Why the key to RELATIONSHIP *Breakthrough* might lie OUTSIDE the relationship...!


Like in many things, the answers to our failing #relationships can be found in unlikely places, and sometimes the thing that can really shift things can even appear to be the *opposite* of what we might have expected to work! In this sense, they are *counter-intuitive*, so let's take a look...!


Take a situation when we're feeling disconnected from our partner, like the closeness that we once felt seems like a distant memory, and we're wondering how did we reach that point... even starting to picture a future without the relationship at all!


And we know that #lockdown has increased the level of stress on many relationships, because some of the release valves that we'd unconsciously come to rely on aren't available any more.

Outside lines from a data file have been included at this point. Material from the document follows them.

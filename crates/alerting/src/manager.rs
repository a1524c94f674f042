//! Alert Manager Service

use crate::settings::TenantSettings;
use async_trait::async_trait;
use lifecycle::{AlertService, Service, ServiceLifecycle, ServiceState};
use std::path::{Path, PathBuf};
use std::sync::{Arc, RwLock};
use tracing::{error, info, warn};

/// Tenant settings together with the file they were loaded from
#[derive(Debug, Clone)]
pub struct Tenant {
    pub source: PathBuf,
    pub settings: Arc<TenantSettings>,
}

/// Owns the loaded tenants for the routing engine.
///
/// One instance per process; the binary constructs it and hands an `Arc` to
/// the coordinator, which is the only caller of `start` and `terminate`.
pub struct AlertManager {
    lifecycle: ServiceLifecycle,
    tenants: RwLock<Vec<Tenant>>,
}

impl AlertManager {
    /// Create an alert manager in the uninitialized state
    pub fn new() -> Self {
        Self {
            lifecycle: ServiceLifecycle::new("alertmgr"),
            tenants: RwLock::new(Vec::new()),
        }
    }

    /// Current lifecycle state
    pub fn state(&self) -> ServiceState {
        self.lifecycle.state()
    }

    /// Snapshot of the loaded tenants
    pub fn tenants(&self) -> Vec<Tenant> {
        self.tenants.read().map(|t| t.clone()).unwrap_or_default()
    }

    /// Number of loaded tenants
    pub fn tenant_count(&self) -> usize {
        self.tenants.read().map(|t| t.len()).unwrap_or(0)
    }

    fn load_tenants(files: &[PathBuf]) -> Vec<Tenant> {
        files
            .iter()
            .filter_map(|path| match TenantSettings::from_file(path) {
                Ok(settings) => {
                    info!(
                        file = %path.display(),
                        aqua_server = %settings.aqua_server,
                        outputs = settings.outputs.len(),
                        routes = settings.input_routes.len(),
                        "tenant loaded"
                    );
                    Some(Tenant {
                        source: path.clone(),
                        settings: Arc::new(settings),
                    })
                }
                Err(e) => {
                    error!(file = %path.display(), error = %e, "skipping tenant config");
                    None
                }
            })
            .collect()
    }

    fn replace_tenants(&self, tenants: Vec<Tenant>) {
        match self.tenants.write() {
            Ok(mut guard) => *guard = tenants,
            Err(e) => warn!("tenant list lock poisoned: {}", e),
        }
    }

    /// Path of every loaded tenant, in load order
    pub fn sources(&self) -> Vec<PathBuf> {
        self.tenants().into_iter().map(|t| t.source).collect()
    }

    /// Tenant loaded from `path`, if any
    pub fn tenant(&self, path: &Path) -> Option<Arc<TenantSettings>> {
        self.tenants
            .read()
            .ok()?
            .iter()
            .find(|t| t.source == path)
            .map(|t| t.settings.clone())
    }
}

impl Default for AlertManager {
    fn default() -> Self {
        Self::new()
    }
}

#[async_trait]
impl Service for AlertManager {
    fn name(&self) -> &'static str {
        self.lifecycle.name()
    }

    async fn terminate(&self) {
        self.lifecycle.terminate().await;
    }

    fn request_terminate(&self) {
        self.lifecycle.request_terminate();
    }
}

#[async_trait]
impl AlertService for AlertManager {
    async fn start(&self, files: Vec<PathBuf>) {
        let Some(_running) = self.lifecycle.begin() else {
            return;
        };

        let tenants = Self::load_tenants(&files);
        info!(
            files = files.len(),
            tenants = tenants.len(),
            "alert manager ready"
        );
        self.replace_tenants(tenants);

        self.lifecycle.terminated().await;

        self.replace_tenants(Vec::new());
        info!("alert manager stopped");
    }
}

#[cfg(test)]
mod tests {
    use super::*;
    use std::fs;

    fn write_tenant(dir: &Path, name: &str, server: &str) -> PathBuf {
        let path = dir.join(name);
        fs::write(
            &path,
            format!(r#"{{"AquaServer":"{server}","outputs":[],"routes":[],"templates":[]}}"#),
        )
        .unwrap();
        path
    }

    async fn wait_for_tenants(manager: &AlertManager, count: usize) {
        while manager.tenant_count() != count {
            tokio::task::yield_now().await;
        }
    }

    #[tokio::test]
    async fn test_loads_tenants_and_skips_bad_files() {
        let dir = tempfile::tempdir().unwrap();
        let good = write_tenant(dir.path(), "a.json", "https://a.example.com");
        let bad = dir.path().join("b.json");
        fs::write(&bad, "not json").unwrap();

        let manager = Arc::new(AlertManager::new());
        let task_manager = manager.clone();
        let task = tokio::spawn(async move {
            task_manager.start(vec![good, bad]).await;
        });

        wait_for_tenants(&manager, 1).await;
        assert_eq!(manager.state(), ServiceState::Running);
        assert_eq!(
            manager.tenants()[0].settings.aqua_server,
            "https://a.example.com"
        );
        assert!(manager.tenant(&dir.path().join("a.json")).is_some());

        manager.terminate().await;
        task.await.unwrap();

        assert_eq!(manager.state(), ServiceState::Terminated);
        assert_eq!(manager.tenant_count(), 0);
    }

    #[tokio::test]
    async fn test_start_after_terminate_returns() {
        let manager = AlertManager::new();
        manager.terminate().await;

        // Must not park forever
        manager.start(Vec::new()).await;
        assert_eq!(manager.state(), ServiceState::Terminated);
        assert!(manager.sources().is_empty());
    }

    #[tokio::test]
    async fn test_second_start_ignored() {
        let dir = tempfile::tempdir().unwrap();
        let path = write_tenant(dir.path(), "a.json", "a");

        let manager = Arc::new(AlertManager::new());
        let task_manager = manager.clone();
        let first = tokio::spawn(async move {
            task_manager.start(vec![path]).await;
        });
        wait_for_tenants(&manager, 1).await;

        // Returns immediately without touching the loaded tenants
        manager.start(Vec::new()).await;
        assert_eq!(manager.tenant_count(), 1);

        manager.terminate().await;
        first.await.unwrap();
    }
}
pub mod chart_tools;
pub mod dispatcher;
pub mod slides_tools;
pub mod theme_tools;
pub mod tool_catalog;
pub mod tool_models;

pub use chart_tools::ChartToolHandler;
pub use dispatcher::ToolDispatcher;
pub use slides_tools::SlidesToolHandler;
pub use theme_tools::ThemeToolHandler;

#[cfg(test)]
pub(crate) mod test_support {
    use std::sync::Arc;

    use async_trait::async_trait;

    use super::*;
    use crate::core::slides::slides_service::fakes::{FakeSlides, FakeUploader};
    use crate::core::slides::{
        PresentationRegistry, SlidesError, SlidesService, ThemeCatalog, ThemeService,
        ThemeTemplate,
    };

    pub struct NoThemes;

    #[async_trait]
    impl ThemeCatalog for NoThemes {
        async fn list_themes(&self) -> Result<Vec<ThemeTemplate>, SlidesError> {
            Ok(Vec::new())
        }

        async fn find_by_name(&self, _name: &str) -> Result<Option<ThemeTemplate>, SlidesError> {
            Ok(None)
        }
    }

    /// Dispatcher over in-memory fakes, wired the way `main` wires the real one.
    pub fn dispatcher(slides: Arc<FakeSlides>) -> ToolDispatcher {
        let registry = Arc::new(PresentationRegistry::new());
        let service = Arc::new(SlidesService::new(
            slides.clone(),
            Arc::new(FakeUploader::default()),
            registry.clone(),
        ));
        let themes = ThemeService::new(slides, NoThemes, registry);
        ToolDispatcher::new(vec![
            Arc::new(SlidesToolHandler::new(service.clone())),
            Arc::new(ChartToolHandler::new(service)),
            Arc::new(ThemeToolHandler::new(themes)),
        ])
    }
}

#[cfg(test)]
mod tests {
    use std::collections::HashSet;
    use std::sync::Arc;

    use serde_json::json;

    use super::test_support::dispatcher;
    use crate::core::slides::slides_service::fakes::FakeSlides;

    #[test]
    fn test_every_tool_is_advertised_once() {
        let dispatcher = dispatcher(Arc::new(FakeSlides::default()));
        let names: Vec<&str> = dispatcher.list().iter().map(|t| t.name.as_str()).collect();
        let unique: HashSet<&str> = names.iter().copied().collect();
        assert_eq!(names.len(), 13);
        assert_eq!(unique.len(), names.len());
        for required in ["create_presentation", "add_slide", "add_table", "add_image", "add_chart"] {
            assert!(unique.contains(required), "{} missing", required);
        }
    }

    #[tokio::test]
    async fn test_every_advertised_tool_is_routed() {
        let slides = Arc::new(FakeSlides::default());
        let dispatcher = dispatcher(slides.clone());
        let names: Vec<String> = dispatcher.list().iter().map(|t| t.name.clone()).collect();
        for name in names {
            // Empty arguments: every tool either runs or reports a tool error,
            // none is an unknown tool.
            let result = dispatcher.dispatch(&name, &json!({})).await;
            assert!(result.is_ok(), "{} not routed", name);
        }
        assert!(slides.batches().is_empty());
    }

    #[tokio::test]
    async fn test_missing_argument_sends_no_batch() {
        let slides = Arc::new(FakeSlides::with_slide("s1", vec![]));
        let dispatcher = dispatcher(slides.clone());
        let result = dispatcher
            .dispatch("add_chart", &json!({ "presentation_id": "deck1", "slide_id": "s1" }))
            .await
            .unwrap();
        assert!(result.is_error);
        assert!(slides.batches().is_empty());
    }
}
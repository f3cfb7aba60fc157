// JSON-RPC 2.0 framing for MCP over stdio: one JSON object per line.

use serde::{Deserialize, Serialize};
use serde_json::Value;

pub const JSONRPC_VERSION: &str = "2.0";
pub const DEFAULT_PROTOCOL_VERSION: &str = "2024-11-05";

pub const PARSE_ERROR: i32 = -32700;
pub const INVALID_REQUEST: i32 = -32600;
pub const METHOD_NOT_FOUND: i32 = -32601;
pub const INVALID_PARAMS: i32 = -32602;
pub const INTERNAL_ERROR: i32 = -32603;

/// Incoming request or notification. Notifications have no `id`.
#[derive(Debug, Clone, Deserialize)]
pub struct JsonRpcRequest {
    pub jsonrpc: String,
    #[serde(default)]
    pub id: Option<Value>,
    pub method: String,
    #[serde(default)]
    pub params: Option<Value>,
}

impl JsonRpcRequest {
    pub fn is_notification(&self) -> bool {
        self.id.is_none()
    }
}

#[derive(Debug, Clone, Serialize, Deserialize)]
pub struct JsonRpcError {
    pub code: i32,
    pub message: String,
    #[serde(skip_serializing_if = "Option::is_none")]
    pub data: Option<Value>,
}

/// Outgoing response: exactly one of `result` / `error` is set.
#[derive(Debug, Clone, Serialize)]
pub struct JsonRpcResponse {
    pub jsonrpc: &'static str,
    pub id: Value,
    #[serde(skip_serializing_if = "Option::is_none")]
    pub result: Option<Value>,
    #[serde(skip_serializing_if = "Option::is_none")]
    pub error: Option<JsonRpcError>,
}

impl JsonRpcResponse {
    pub fn success(id: Value, result: Value) -> Self {
        Self {
            jsonrpc: JSONRPC_VERSION,
            id,
            result: Some(result),
            error: None,
        }
    }

    pub fn error(id: Value, code: i32, message: impl Into<String>) -> Self {
        Self {
            jsonrpc: JSONRPC_VERSION,
            id,
            result: None,
            error: Some(JsonRpcError {
                code,
                message: message.into(),
                data: None,
            }),
        }
    }

    /// Serializes to a single line with a trailing newline.
    pub fn to_line(&self) -> Result<String, serde_json::Error> {
        let mut line = serde_json::to_string(self)?;
        line.push('\n');
        Ok(line)
    }
}

#[cfg(test)]
mod tests {
    use super::*;
    use serde_json::json;

    #[test]
    fn test_notification_has_no_id() {
        let request: JsonRpcRequest =
            serde_json::from_str(r#"{"jsonrpc":"2.0","method":"notifications/initialized"}"#)
                .unwrap();
        assert!(request.is_notification());
        assert!(request.params.is_none());
    }

    #[test]
    fn test_error_response_omits_result() {
        let line = JsonRpcResponse::error(json!(3), METHOD_NOT_FOUND, "no such method")
            .to_line()
            .unwrap();
        assert!(line.ends_with('\n'));
        let value: Value = serde_json::from_str(line.trim()).unwrap();
        assert_eq!(value["error"]["code"], -32601);
        assert!(value.get("result").is_none());
        assert_eq!(value["id"], 3);
    }
}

Maybe rather than going out to work every day, you're now #workingfromhome and so rather than having navigate a few hours with your partner in the evening, you're there together all day long, bouncing off each other..!


Even when we love our partner deeply, it's very easy for the tone of our communication to be affected by any frustration we are feeling if our needs aren't being met... and for that tone to make us quickly lose the intimacy and connection with our partner.


Matt says, "Many clients report this feeling of disconnection, and even resentment towards our partner. It's important to look at our NEEDS, and to understand what any gap might look like, and to close that gap BEFORE any resentment or bad feeling sets in."


At this point, our reaction to the disconnection might be to try to get closer to our partner, to spend more quality time together and to intensify the efforts we've been making. If done in the right way, and especially if we can keep a sense of balance between looking after ourself and looking after our partner, this could be effective.


"One thing we see so often, is that we neglect ourselves in the effort to look after our partner and that inevitably, at least after a period of time, leads to a level of resentment which then plays out in the relationship." says Matt. "On the flipside, it's also worth checking in to ensure that our partner is also looking after their own needs... that we are maintaining balance!"


Having strong same-sex peer-groups is a really powerful resource to have in place!


Our ancestors would have spent a lot of time in same sex groups, not only socially but also working, something which even persisted through the industrial age with many of the traditional manual industries that prevailed at that time. Through those connections men were able to reinforce the connections and support networks that provided a healthy balance to their domestic lives. Often these networks have now been disrupted through patterns of work, and many of us haven't really replaced them, but rather have become more domesticated in our lifestyle.

"This is why we run and support activities for men such as the recent men's workshop on relatioships, and also why we run regular men-only events where we combine doing something physical with connecting and sharing together about the challenges that we each face, as well as having fun and enjoying the great outdoors!"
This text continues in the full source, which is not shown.